→ TASK OBJECTIVE
Every entry below needs to be repeated exactly as written.

Saved entries:
━━━━

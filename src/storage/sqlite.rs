//! SQLite storage implementation

use crate::report::PageRecord;
use crate::storage::schema::initialize_schema;
use crate::storage::{CrawlJob, NotificationRow, StorageResult};
use chrono::Utc;
use rusqlite::{params, Connection, OptionalExtension};
use std::path::Path;

/// SQLite storage backend for the job pipeline
pub struct SqliteStorage {
    conn: Connection,
}

impl SqliteStorage {
    /// Opens (or creates) the database at `path`
    ///
    /// # Returns
    ///
    /// * `Ok(SqliteStorage)` - Successfully opened and initialized
    /// * `Err(StorageError)` - Failed to open or initialize
    pub fn new(path: &Path) -> StorageResult<Self> {
        let conn = Connection::open(path)?;

        conn.execute_batch(
            "
            PRAGMA journal_mode = WAL;
            PRAGMA synchronous = NORMAL;
            PRAGMA foreign_keys = ON;
            PRAGMA temp_store = MEMORY;
        ",
        )?;

        initialize_schema(&conn)?;
        Ok(Self { conn })
    }

    /// Creates an in-memory database (for tests and dry runs)
    pub fn new_in_memory() -> StorageResult<Self> {
        let conn = Connection::open_in_memory()?;
        initialize_schema(&conn)?;
        Ok(Self { conn })
    }

    // ===== Job queue =====

    /// Enqueues a crawl job for a project
    pub fn enqueue_job(&mut self, project_id: i64, url: &str) -> StorageResult<i64> {
        let now = Utc::now().to_rfc3339();
        self.conn.execute(
            "INSERT INTO crawl_queue (project_id, url, time_start) VALUES (?1, ?2, ?3)",
            params![project_id, url, now],
        )?;
        Ok(self.conn.last_insert_rowid())
    }

    /// Returns the queued job with the earliest start time, if any
    pub fn next_job(&self) -> StorageResult<Option<CrawlJob>> {
        let job = self
            .conn
            .query_row(
                "SELECT id, project_id, url FROM crawl_queue ORDER BY time_start ASC, id ASC LIMIT 1",
                [],
                |row| {
                    Ok(CrawlJob {
                        queue_id: row.get(0)?,
                        project_id: row.get(1)?,
                        url: row.get(2)?,
                    })
                },
            )
            .optional()?;
        Ok(job)
    }

    /// Removes a completed job from the queue
    pub fn remove_job(&mut self, queue_id: i64) -> StorageResult<()> {
        self.conn
            .execute("DELETE FROM crawl_queue WHERE id = ?1", params![queue_id])?;
        Ok(())
    }

    /// Number of jobs currently queued
    pub fn queue_len(&self) -> StorageResult<i64> {
        let count = self
            .conn
            .query_row("SELECT COUNT(*) FROM crawl_queue", [], |row| row.get(0))?;
        Ok(count)
    }

    // ===== Crawl results =====

    /// Persists one finished page and all its notifications in a single
    /// transaction
    pub fn save_page(&mut self, project_id: i64, record: &PageRecord) -> StorageResult<()> {
        let now = Utc::now().to_rfc3339();
        let tx = self.conn.transaction()?;

        tx.execute(
            "INSERT INTO crawl_result (project_id, url, html, ttfb_ms, render_time_ms, time_crawled)
             VALUES (?1, ?2, ?3, ?4, ?5, ?6)",
            params![
                project_id,
                record.url,
                record.html,
                record.ttfb_ms,
                record.render_time_ms,
                now
            ],
        )?;

        for notification in &record.notifications {
            tx.execute(
                "INSERT INTO page_notifications (project_id, url, category, message, created_at)
                 VALUES (?1, ?2, ?3, ?4, ?5)",
                params![
                    project_id,
                    record.url,
                    notification.category.as_str(),
                    notification.message,
                    now
                ],
            )?;
        }

        tx.commit()?;
        Ok(())
    }

    /// Number of pages stored for a project
    pub fn page_count(&self, project_id: i64) -> StorageResult<i64> {
        let count = self.conn.query_row(
            "SELECT COUNT(*) FROM crawl_result WHERE project_id = ?1",
            params![project_id],
            |row| row.get(0),
        )?;
        Ok(count)
    }

    /// All stored notifications for a project, oldest first
    pub fn notifications(&self, project_id: i64) -> StorageResult<Vec<NotificationRow>> {
        let mut stmt = self.conn.prepare(
            "SELECT project_id, url, category, message FROM page_notifications
             WHERE project_id = ?1 ORDER BY id ASC",
        )?;
        let rows = stmt
            .query_map(params![project_id], |row| {
                Ok(NotificationRow {
                    project_id: row.get(0)?,
                    url: row.get(1)?,
                    category: row.get(2)?,
                    message: row.get(3)?,
                })
            })?
            .collect::<Result<Vec<_>, _>>()?;
        Ok(rows)
    }
}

━━━━

→ TASK OUTPUT
filename src/storage/sqlite.rs
//! SQLite storage implementation

use crate::report::PageRecord;
use crate::storage::schema::initialize_schema;
use crate::storage::{CrawlJob, NotificationRow, StorageResult};
use chrono::Utc;
use rusqlite::{params, Connection, OptionalExtension};
use std::path::Path;

/// SQLite storage backend for the job pipeline
pub struct SqliteStorage {
    conn: Connection,
}

impl SqliteStorage {
    /// Opens (or creates) the database at `path`
    ///
    /// # Returns
    ///
    /// * `Ok(SqliteStorage)` - Successfully opened and initialized
    /// * `Err(StorageError)` - Failed to open or initialize
    pub fn new(path: &Path) -> StorageResult<Self> {
        let conn = Connection::open(path)?;

        conn.execute_batch(
            "
            PRAGMA journal_mode = WAL;
            PRAGMA synchronous = NORMAL;
            PRAGMA foreign_keys = ON;
            PRAGMA temp_store = MEMORY;
        ",
        )?;

        initialize_schema(&conn)?;
        Ok(Self { conn })
    }

    /// Creates an in-memory database (for tests and dry runs)
    pub fn new_in_memory() -> StorageResult<Self> {
        let conn = Connection::open_in_memory()?;
        initialize_schema(&conn)?;
        Ok(Self { conn })
    }

    // ===== Job queue =====

    /// Enqueues a crawl job for a project
    pub fn enqueue_job(&mut self, project_id: i64, url: &str) -> StorageResult<i64> {
        let now = Utc::now().to_rfc3339();
        self.conn.execute(
            "INSERT INTO crawl_queue (project_id, url, time_start) VALUES (?1, ?2, ?3)",
            params![project_id, url, now],
        )?;
        Ok(self.conn.last_insert_rowid())
    }

    /// Returns the queued job with the earliest start time, if any
    pub fn next_job(&self) -> StorageResult<Option<CrawlJob>> {
        let job = self
            .conn
            .query_row(
                "SELECT id, project_id, url FROM crawl_queue ORDER BY time_start ASC, id ASC LIMIT 1",
                [],
                |row| {
                    Ok(CrawlJob {
                        queue_id: row.get(0)?,
                        project_id: row.get(1)?,
                        url: row.get(2)?,
                    })
                },
            )
            .optional()?;
        Ok(job)
    }

    /// Removes a completed job from the queue
    pub fn remove_job(&mut self, queue_id: i64) -> StorageResult<()> {
        self.conn
            .execute("DELETE FROM crawl_queue WHERE id = ?1", params![queue_id])?;
        Ok(())
    }

    /// Number of jobs currently queued
    pub fn queue_len(&self) -> StorageResult<i64> {
        let count = self
            .conn
            .query_row("SELECT COUNT(*) FROM crawl_queue", [], |row| row.get(0))?;
        Ok(count)
    }

    // ===== Crawl results =====

    /// Persists one finished page and all its notifications in a single
    /// transaction
    pub fn save_page(&mut self, project_id: i64, record: &PageRecord) -> StorageResult<()> {
        let now = Utc::now().to_rfc3339();
        let tx = self.conn.transaction()?;

        tx.execute(
            "INSERT INTO crawl_result (project_id, url, html, ttfb_ms, render_time_ms, time_crawled)
             VALUES (?1, ?2, ?3, ?4, ?5, ?6)",
            params![
                project_id,
                record.url,
                record.html,
                record.ttfb_ms,
                record.render_time_ms,
                now
            ],
        )?;

        for notification in &record.notifications {
            tx.execute(
                "INSERT INTO page_notifications (project_id, url, category, message, created_at)
                 VALUES (?1, ?2, ?3, ?4, ?5)",
                params![
                    project_id,
                    record.url,
                    notification.category.as_str(),
                    notification.message,
                    now
                ],
            )?;
        }

        tx.commit()?;
        Ok(())
    }

    /// Number of pages stored for a project
    pub fn page_count(&self, project_id: i64) -> StorageResult<i64> {
        let count = self.conn.query_row(
            "SELECT COUNT(*) FROM crawl_result WHERE project_id = ?1",
            params![project_id],
            |row| row.get(0),
        )?;
        Ok(count)
    }

    /// All stored notifications for a project, oldest first
    pub fn notifications(&self, project_id: i64) -> StorageResult<Vec<NotificationRow>> {
        let mut stmt = self.conn.prepare(
            "SELECT project_id, url, category, message FROM page_notifications
             WHERE project_id = ?1 ORDER BY id ASC",
        )?;
        let rows = stmt
            .query_map(params![project_id], |row| {
                Ok(NotificationRow {
                    project_id: row.get(0)?,
                    url: row.get(1)?,
                    category: row.get(2)?,
                    message: row.get(3)?,
                })
            })?
            .collect::<Result<Vec<_>, _>>()?;
        Ok(rows)
    }
}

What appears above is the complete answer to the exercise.